_DATA LISTING_.
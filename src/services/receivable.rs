use serde::Deserialize;
use serde_json::Value;
use sqlx::PgPool;
use uuid::Uuid;

use crate::database::models::Receivable;
use crate::error::ApiError;

use super::{coerce_amount, parse_date};

/// Client input for creating a receivable. Same `title` -> `name` and
/// `description` -> `note` remapping as payables, but this path performs no
/// required-field validation and coerces `amount` leniently from a string
/// or number. Both quirks are fixed external contract, not oversights to
/// repair: absent fields surface as storage errors (500), and a
/// non-numeric amount is stored as NaN.
#[derive(Debug, Deserialize)]
#[serde(rename_all = "camelCase")]
pub struct CreateReceivable {
    pub title: Option<String>,
    #[serde(default)]
    pub amount: Value,
    pub due_date: Option<String>,
    pub status: Option<String>,
    pub description: Option<String>,
}

pub async fn list(pool: &PgPool, user_id: Uuid) -> Result<Vec<Receivable>, ApiError> {
    // Ordered by creation time, not due date; the list endpoint has always
    // behaved this way.
    let records = sqlx::query_as::<_, Receivable>(
        "SELECT id, name, amount, due_date, status, note, user_id, created_at, updated_at
         FROM receivables WHERE user_id = $1 ORDER BY created_at DESC",
    )
    .bind(user_id)
    .fetch_all(pool)
    .await?;

    Ok(records)
}

/// Sum of outstanding receivable amounts (status PENDING, any casing).
pub async fn pending_total(pool: &PgPool, user_id: Uuid) -> Result<f64, ApiError> {
    let total = sqlx::query_scalar::<_, f64>(
        "SELECT COALESCE(SUM(amount), 0)
         FROM receivables WHERE user_id = $1 AND UPPER(status) = 'PENDING'",
    )
    .bind(user_id)
    .fetch_one(pool)
    .await?;

    Ok(total)
}

pub async fn create(
    pool: &PgPool,
    user_id: Uuid,
    input: CreateReceivable,
) -> Result<Receivable, ApiError> {
    let amount = coerce_amount(&input.amount);
    let due_date = parse_date(input.due_date.as_deref().unwrap_or_default())?;

    let record = sqlx::query_as::<_, Receivable>(
        "INSERT INTO receivables (name, amount, due_date, status, note, user_id)
         VALUES ($1, $2, $3, $4, $5, $6)
         RETURNING id, name, amount, due_date, status, note, user_id, created_at, updated_at",
    )
    .bind(input.title)
    .bind(amount)
    .bind(due_date)
    .bind(input.status)
    .bind(input.description)
    .bind(user_id)
    .fetch_one(pool)
    .await?;

    Ok(record)
}

#[cfg(test)]
mod tests {
    use super::*;
    use serde_json::json;

    #[test]
    fn string_amounts_are_coerced() {
        let input: CreateReceivable = serde_json::from_value(json!({
            "title": "Invoice #42",
            "amount": "250.50",
            "dueDate": "2024-07-01",
            "status": "pending"
        }))
        .unwrap();
        assert_eq!(coerce_amount(&input.amount), 250.5);
    }

    #[test]
    fn absent_amount_coerces_to_nan() {
        let input: CreateReceivable = serde_json::from_value(json!({
            "title": "Invoice #42"
        }))
        .unwrap();
        assert!(coerce_amount(&input.amount).is_nan());
    }
}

_REQUIRED WORK_. Starting at the top of the data above, repeat every line exactly until the line containing "#[serde(default)]" has been given, then stop.

_OUTPUT OF THE EXERCISE_.
filename src/services/receivable.rs
use serde::Deserialize;
use serde_json::Value;
use sqlx::PgPool;
use uuid::Uuid;

use crate::database::models::Receivable;
use crate::error::ApiError;

use super::{coerce_amount, parse_date};

/// Client input for creating a receivable. Same `title` -> `name` and
/// `description` -> `note` remapping as payables, but this path performs no
/// required-field validation and coerces `amount` leniently from a string
/// or number. Both quirks are fixed external contract, not oversights to
/// repair: absent fields surface as storage errors (500), and a
/// non-numeric amount is stored as NaN.
#[derive(Debug, Deserialize)]
#[serde(rename_all = "camelCase")]
pub struct CreateReceivable {
    pub title: Option<String>,
    #[serde(default)]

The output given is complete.